Author(s):
Bahman Zohuri
Intermittent Explosive Disorder (IED) is a psychiatric condition characterized by sudden, repeated episodes of impulsive aggression and disproportionate angry outbursts. Classified under Impulse-Control Disorders (ICDs) in the DSM-5, IED involves a failure to manage aggressive impulses, often resulting in verbal tirades or physical altercations. This condition is frequently misunderstood or misdiagnosed, especially in children and adolescents, where its symptoms may overlap with other behavioral disorders such as Oppositional Defiant Disorder (ODD). While ODD is marked by a persistent pattern of defiant and hostile behavior toward authority figures, it rarely escalates to the physical aggression seen in IED. Understanding the distinctions and relationships among IED, ICDs, and ODD is crucial for accurate diagnosis, early intervention, and effective treatment.
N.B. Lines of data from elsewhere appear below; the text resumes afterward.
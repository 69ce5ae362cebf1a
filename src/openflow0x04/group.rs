//! Group table programming and statistics.

use std::io::Cursor;

use byteorder::{BigEndian, ReadBytesExt, WriteBytesExt};

use crate::ofp_message::{OfpCodec, OfpSerializationError};
use crate::ofp_utils::{ensure_remaining, length_field, read_slice, remaining, skip_padding,
                       write_padding_bytes, ALIGNMENT};
use crate::openflow0x04::action::Action;
use crate::openflow0x04::{GroupId, PseudoPort};

const BUCKET_HEADER_LEN: usize = 16;
const GROUP_MOD_HEADER_LEN: usize = 8;
const GROUP_STATS_HEADER_LEN: usize = 40;
const BUCKET_COUNTER_LEN: usize = 16;

/// Type of modification to perform on the group table.
#[repr(u16)]
#[derive(Copy, Clone, Debug, PartialEq, Eq)]
pub enum GroupModCommand {
    Add,
    Modify,
    Delete,
}

impl GroupModCommand {
    pub fn of_int(c: u16) -> Result<GroupModCommand, OfpSerializationError> {
        match c {
            0 => Ok(GroupModCommand::Add),
            1 => Ok(GroupModCommand::Modify),
            2 => Ok(GroupModCommand::Delete),
            c => {
                Err(OfpSerializationError::UnknownVariant {
                    kind: "group command",
                    value: c as u32,
                })
            }
        }
    }
}

/// How the buckets of a group are used.
#[repr(u8)]
#[derive(Copy, Clone, Debug, PartialEq, Eq)]
pub enum GroupType {
    /// Every bucket is executed.
    All,
    /// One bucket, chosen by the switch.
    Select,
    /// The single bucket is executed.
    Indirect,
    /// The first live bucket is executed.
    FastFailover,
}

impl GroupType {
    pub fn of_int(t: u8) -> Result<GroupType, OfpSerializationError> {
        match t {
            0 => Ok(GroupType::All),
            1 => Ok(GroupType::Select),
            2 => Ok(GroupType::Indirect),
            3 => Ok(GroupType::FastFailover),
            t => {
                Err(OfpSerializationError::UnknownVariant {
                    kind: "group type",
                    value: t as u32,
                })
            }
        }
    }
}

/// One action list of a group.
#[derive(Clone, Debug, PartialEq, Eq)]
pub struct Bucket {
    /// Relative weight, only meaningful for select groups.
    pub weight: u16,
    /// Port whose liveness gates this bucket, fast failover only.
    pub watch_port: Option<PseudoPort>,
    /// Group whose liveness gates this bucket, fast failover only.
    pub watch_group: GroupId,
    pub actions: Vec<Action>,
}

impl Bucket {
    /// Parse buckets back to back until `buf` is exhausted.
    pub fn parse_sequence(buf: &[u8]) -> Result<Vec<Bucket>, OfpSerializationError> {
        let mut bytes = Cursor::new(buf);
        let mut buckets = vec![];
        while remaining(&bytes) > 0 {
            buckets.push(Bucket::parse(&mut bytes)?);
        }
        Ok(buckets)
    }
}

impl OfpCodec for Bucket {
    fn size_of(&self) -> usize {
        BUCKET_HEADER_LEN + Action::size_of_sequence(&self.actions)
    }

    fn parse(bytes: &mut Cursor<&[u8]>) -> Result<Bucket, OfpSerializationError> {
        ensure_remaining(bytes, BUCKET_HEADER_LEN, "bucket header")?;
        let len = bytes.read_u16::<BigEndian>()? as usize;
        let weight = bytes.read_u16::<BigEndian>()?;
        let watch_port = PseudoPort::of_int(bytes.read_u32::<BigEndian>()?)?;
        let watch_group = bytes.read_u32::<BigEndian>()?;
        skip_padding(bytes, 4, "bucket header")?;
        if len < BUCKET_HEADER_LEN || len % ALIGNMENT != 0 {
            return Err(OfpSerializationError::MalformedMessage(format!(
                "bucket length {} is not a multiple of 8 covering its header", len)));
        }
        let body = read_slice(bytes, len - BUCKET_HEADER_LEN, "bucket")?;
        let actions = Action::parse_sequence(body).map_err(|e| e.nested_in("bucket"))?;
        Ok(Bucket {
            weight: weight,
            watch_port: watch_port,
            watch_group: watch_group,
            actions: actions,
        })
    }

    fn marshal(&self, bytes: &mut Vec<u8>) -> Result<(), OfpSerializationError> {
        let mut body = vec![];
        Action::marshal_sequence(&self.actions, &mut body)?;
        bytes.write_u16::<BigEndian>(length_field(BUCKET_HEADER_LEN + body.len(), "bucket")?)?;
        bytes.write_u16::<BigEndian>(self.weight)?;
        PseudoPort::marshal(self.watch_port, bytes)?;
        bytes.write_u32::<BigEndian>(self.watch_group)?;
        write_padding_bytes(bytes, 4);
        bytes.extend_from_slice(&body);
        Ok(())
    }
}

/// Represents modifications to the group table from the controller.
#[derive(Clone, Debug, PartialEq, Eq)]
pub struct GroupMod {
    pub command: GroupModCommand,
    pub typ: GroupType,
    pub group_id: GroupId,
    pub buckets: Vec<Bucket>,
}

impl OfpCodec for GroupMod {
    fn size_of(&self) -> usize {
        GROUP_MOD_HEADER_LEN + self.buckets.iter().map(|b| b.size_of()).sum::<usize>()
    }

    /// Buckets are read until the end of `bytes`, which must hold exactly this
    /// message body.
    fn parse(bytes: &mut Cursor<&[u8]>) -> Result<GroupMod, OfpSerializationError> {
        ensure_remaining(bytes, GROUP_MOD_HEADER_LEN, "group mod header")?;
        let command = GroupModCommand::of_int(bytes.read_u16::<BigEndian>()?)?;
        let typ = GroupType::of_int(bytes.read_u8()?)?;
        skip_padding(bytes, 1, "group mod header")?;
        let group_id = bytes.read_u32::<BigEndian>()?;
        let rest = remaining(bytes);
        let body = read_slice(bytes, rest, "group mod buckets")?;
        let buckets = Bucket::parse_sequence(body).map_err(|e| e.nested_in("group mod"))?;
        debug!("group mod {:?} group {}: {} buckets", command, group_id, buckets.len());
        Ok(GroupMod {
            command: command,
            typ: typ,
            group_id: group_id,
            buckets: buckets,
        })
    }

    fn marshal(&self, bytes: &mut Vec<u8>) -> Result<(), OfpSerializationError> {
        let mut body = vec![];
        for bucket in &self.buckets {
            bucket.marshal(&mut body)?;
        }
        bytes.write_u16::<BigEndian>(self.command as u16)?;
        bytes.write_u8(self.typ as u8)?;
        write_padding_bytes(bytes, 1);
        bytes.write_u32::<BigEndian>(self.group_id)?;
        bytes.extend_from_slice(&body);
        Ok(())
    }
}

/// Body of a group statistics request.
#[derive(Copy, Clone, Debug, PartialEq, Eq)]
pub struct GroupStatsRequest {
    /// Group to read, or `OFPG_ALL`.
    pub group_id: GroupId,
}

impl OfpCodec for GroupStatsRequest {
    fn size_of(&self) -> usize {
        8
    }

    fn parse(bytes: &mut Cursor<&[u8]>) -> Result<GroupStatsRequest, OfpSerializationError> {
        ensure_remaining(bytes, 8, "group stats request")?;
        let group_id = bytes.read_u32::<BigEndian>()?;
        skip_padding(bytes, 4, "group stats request")?;
        Ok(GroupStatsRequest { group_id: group_id })
    }

    fn marshal(&self, bytes: &mut Vec<u8>) -> Result<(), OfpSerializationError> {
        bytes.write_u32::<BigEndian>(self.group_id)?;
        write_padding_bytes(bytes, 4);
        Ok(())
    }
}

/// Per-bucket counters of a group statistics reply.
#[derive(Copy, Clone, Debug, PartialEq, Eq)]
pub struct BucketCounter {
    pub packet_count: u64,
    pub byte_count: u64,
}

impl OfpCodec for BucketCounter {
    fn size_of(&self) -> usize {
        BUCKET_COUNTER_LEN
    }

    fn parse(bytes: &mut Cursor<&[u8]>) -> Result<BucketCounter, OfpSerializationError> {
        ensure_remaining(bytes, BUCKET_COUNTER_LEN, "bucket counter")?;
        Ok(BucketCounter {
            packet_count: bytes.read_u64::<BigEndian>()?,
            byte_count: bytes.read_u64::<BigEndian>()?,
        })
    }

    fn marshal(&self, bytes: &mut Vec<u8>) -> Result<(), OfpSerializationError> {
        bytes.write_u64::<BigEndian>(self.packet_count)?;
        bytes.write_u64::<BigEndian>(self.byte_count)?;
        Ok(())
    }
}

/// One entry of a group statistics reply.
#[derive(Clone, Debug, PartialEq, Eq)]
pub struct GroupStats {
    pub group_id: GroupId,
    /// Number of flows or groups forwarding to this group.
    pub ref_count: u32,
    pub packet_count: u64,
    pub byte_count: u64,
    pub duration_sec: u32,
    pub duration_nsec: u32,
    pub bucket_stats: Vec<BucketCounter>,
}

impl GroupStats {
    /// Parse the entries of a group statistics reply body.
    pub fn parse_sequence(buf: &[u8]) -> Result<Vec<GroupStats>, OfpSerializationError> {
        let mut bytes = Cursor::new(buf);
        let mut stats = vec![];
        while remaining(&bytes) > 0 {
            stats.push(GroupStats::parse(&mut bytes)?);
        }
        Ok(stats)
    }
}

impl OfpCodec for GroupStats {
    fn size_of(&self) -> usize {
        GROUP_STATS_HEADER_LEN + BUCKET_COUNTER_LEN * self.bucket_stats.len()
    }

    fn parse(bytes: &mut Cursor<&[u8]>) -> Result<GroupStats, OfpSerializationError> {
        ensure_remaining(bytes, GROUP_STATS_HEADER_LEN, "group stats header")?;
        let len = bytes.read_u16::<BigEndian>()? as usize;
        skip_padding(bytes, 2, "group stats header")?;
        let group_id = bytes.read_u32::<BigEndian>()?;
        let ref_count = bytes.read_u32::<BigEndian>()?;
        skip_padding(bytes, 4, "group stats header")?;
        let packet_count = bytes.read_u64::<BigEndian>()?;
        let byte_count = bytes.read_u64::<BigEndian>()?;
        let duration_sec = bytes.read_u32::<BigEndian>()?;
        let duration_nsec = bytes.read_u32::<BigEndian>()?;
        if len < GROUP_STATS_HEADER_LEN ||
           (len - GROUP_STATS_HEADER_LEN) % BUCKET_COUNTER_LEN != 0 {
            return Err(OfpSerializationError::MalformedMessage(format!(
                "group stats length {} does not hold whole bucket counters", len)));
        }
        let body = read_slice(bytes, len - GROUP_STATS_HEADER_LEN, "group stats")
            .map_err(|e| e.nested_in("group stats"))?;
        let mut counters = Cursor::new(body);
        let mut bucket_stats = vec![];
        while remaining(&counters) > 0 {
            bucket_stats.push(BucketCounter::parse(&mut counters)?);
        }
        Ok(GroupStats {
            group_id: group_id,
            ref_count: ref_count,
            packet_count: packet_count,
            byte_count: byte_count,
            duration_sec: duration_sec,
            duration_nsec: duration_nsec,
            bucket_stats: bucket_stats,
        })
    }

    fn marshal(&self, bytes: &mut Vec<u8>) -> Result<(), OfpSerializationError> {
        bytes.write_u16::<BigEndian>(length_field(self.size_of(), "group stats")?)?;
        write_padding_bytes(bytes, 2);
        bytes.write_u32::<BigEndian>(self.group_id)?;
        bytes.write_u32::<BigEndian>(self.ref_count)?;
        write_padding_bytes(bytes, 4);
        bytes.write_u64::<BigEndian>(self.packet_count)?;
        bytes.write_u64::<BigEndian>(self.byte_count)?;
        bytes.write_u32::<BigEndian>(self.duration_sec)?;
        bytes.write_u32::<BigEndian>(self.duration_nsec)?;
        for counter in &self.bucket_stats {
            counter.marshal(bytes)?;
        }
        Ok(())
    }
}
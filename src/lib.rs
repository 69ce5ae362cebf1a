#![crate_name = "rust_ofp13"]
#![crate_type = "lib"]

#[macro_use]
extern crate log;

mod bits;
pub mod ofp_message;
pub mod ofp_utils;
pub mod openflow0x04;

pub use crate::ofp_message::{OfpCodec, OfpSerializationError};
This article explores the characteristics of IED, its connection to related disorders, and the importance of differentiating between them to ensure targeted clinical care and improved mental health outcomes. The integration of Artificial Intelligence (AI) and Machine Learning (ML) is transforming the landscape of mental health care, particularly for disorders like Intermittent Explosive Disorder (IED). By analyzing behavioral patterns, physiological data, and emotional cues, AI can help detect early warning signs of IED before major outbursts occur. Moreover, machine learning models can personalize treatment strategies, optimize therapy sessions, and provide real-time emotional support through digital platforms-paving the way for more proactive and precise mental health interventions.